Saved data entries:
-------

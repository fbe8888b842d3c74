//! One interpreter driving a whole set of actors in lock-step.
//!
//! The tree position is shared: every actor sits on the same node after a
//! tick. What each leaf did to each actor is not shared, and is reported
//! back per actor in a [`CollectiveTick`].

use serde::{Deserialize, Serialize};

use super::actions::{ActionHandler, Actor};
use super::interpreter::{evaluate_leaf, LeafEvaluator, RunState};
use super::tree::{BehaviorNode, BehaviorStatus, BehaviorTreeRef, NodeId};
use crate::world::EntityId;

/// How per-actor leaf results fold into the shared status of that leaf.
#[derive(Debug, Clone, Copy, PartialEq, Eq, Default, Serialize, Deserialize)]
pub enum CollectivePolicy {
    /// Running while anyone runs; succeeds only if every actor succeeded.
    #[default]
    All,
    /// Succeeds as soon as one actor succeeded.
    Any,
}

impl CollectivePolicy {
    fn combine(self, statuses: &[BehaviorStatus]) -> BehaviorStatus {
        let any = |s: BehaviorStatus| statuses.contains(&s);
        if statuses.is_empty() {
            return BehaviorStatus::Failure;
        }
        match self {
            CollectivePolicy::All => {
                if any(BehaviorStatus::Running) {
                    BehaviorStatus::Running
                } else if statuses.iter().all(|s| *s == BehaviorStatus::Success) {
                    BehaviorStatus::Success
                } else {
                    BehaviorStatus::Failure
                }
            }
            CollectivePolicy::Any => {
                if any(BehaviorStatus::Success) {
                    BehaviorStatus::Success
                } else if any(BehaviorStatus::Running) {
                    BehaviorStatus::Running
                } else {
                    BehaviorStatus::Failure
                }
            }
        }
    }
}

/// What one leaf did to one actor during a collective tick.
#[derive(Debug, Clone, Copy, PartialEq, Eq, Serialize, Deserialize)]
pub struct LeafOutcome {
    pub node: NodeId,
    pub entity: EntityId,
    pub status: BehaviorStatus,
}

/// Result of one collective tick.
#[derive(Debug, Clone, PartialEq, Eq, Default)]
pub struct CollectiveTick {
    /// Shared root status, `None` when the tick had no actors.
    pub status: Option<BehaviorStatus>,
    /// Per-actor leaf results in evaluation order.
    pub outcomes: Vec<LeafOutcome>,
}

impl CollectiveTick {
    /// Leaf results seen by one actor.
    pub fn for_actor(&self, entity: EntityId) -> impl Iterator<Item = &LeafOutcome> {
        self.outcomes.iter().filter(move |o| o.entity == entity)
    }
}

struct CollectiveLeaves<'a> {
    actors: &'a mut [Actor],
    handler: &'a mut dyn ActionHandler,
    policy: CollectivePolicy,
    outcomes: &'a mut Vec<LeafOutcome>,
}

impl LeafEvaluator for CollectiveLeaves<'_> {
    fn leaf(&mut self, id: NodeId, node: &BehaviorNode) -> BehaviorStatus {
        let mut statuses = Vec::with_capacity(self.actors.len());
        for actor in self.actors.iter_mut() {
            let status = evaluate_leaf(node, actor, self.handler);
            self.outcomes.push(LeafOutcome {
                node: id,
                entity: actor.entity(),
                status,
            });
            statuses.push(status);
        }
        self.policy.combine(&statuses)
    }
}

/// A single run of one tree shared by a fixed set of actors.
///
/// The actor set is captured once at construction. Group membership changing
/// afterwards does not reach a running collective; build a new one instead.
#[derive(Debug, Clone)]
pub struct CollectiveInterpreter {
    actors: Vec<Actor>,
    tree: BehaviorTreeRef,
    state: RunState,
    policy: CollectivePolicy,
}

impl CollectiveInterpreter {
    /// Bind `tree` to `actors`. Duplicate entities are dropped, first wins.
    pub fn new(actors: Vec<Actor>, tree: BehaviorTreeRef, policy: CollectivePolicy) -> Self {
        let mut unique: Vec<Actor> = Vec::with_capacity(actors.len());
        for actor in actors {
            if !unique.iter().any(|a| a.entity() == actor.entity()) {
                unique.push(actor);
            }
        }
        Self {
            actors: unique,
            tree,
            state: RunState::default(),
            policy,
        }
    }

    /// Replace the tree and restart from its root; the actor set is kept.
    pub fn set_tree(&mut self, tree: BehaviorTreeRef) {
        self.tree = tree;
        self.state = RunState::default();
    }

    /// Advance the shared tree once on behalf of every actor.
    pub fn tick(&mut self, handler: &mut dyn ActionHandler) -> CollectiveTick {
        if self.actors.is_empty() {
            return CollectiveTick::default();
        }
        let mut outcomes = Vec::new();
        let mut leaves = CollectiveLeaves {
            actors: &mut self.actors,
            handler,
            policy: self.policy,
            outcomes: &mut outcomes,
        };
        let status = self.state.step(&self.tree, &mut leaves);
        CollectiveTick {
            status: Some(status),
            outcomes,
        }
    }

    pub fn actors(&self) -> &[Actor] {
        &self.actors
    }

    /// Entities driven by this interpreter, in actor order.
    pub fn members(&self) -> Vec<EntityId> {
        self.actors.iter().map(Actor::entity).collect()
    }

    pub fn tree(&self) -> &BehaviorTreeRef {
        &self.tree
    }

    pub fn state(&self) -> &RunState {
        &self.state
    }

    pub fn policy(&self) -> CollectivePolicy {
        self.policy
    }
}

-------

PROBLEM TO SOLVE:
Scan the data above, find each line with "succeeded", and copy it.

SOLUTION FOR THIS TASK:
    /// Running while anyone runs; succeeds only if every actor succeeded.
    /// Succeeds as soon as one actor succeeded.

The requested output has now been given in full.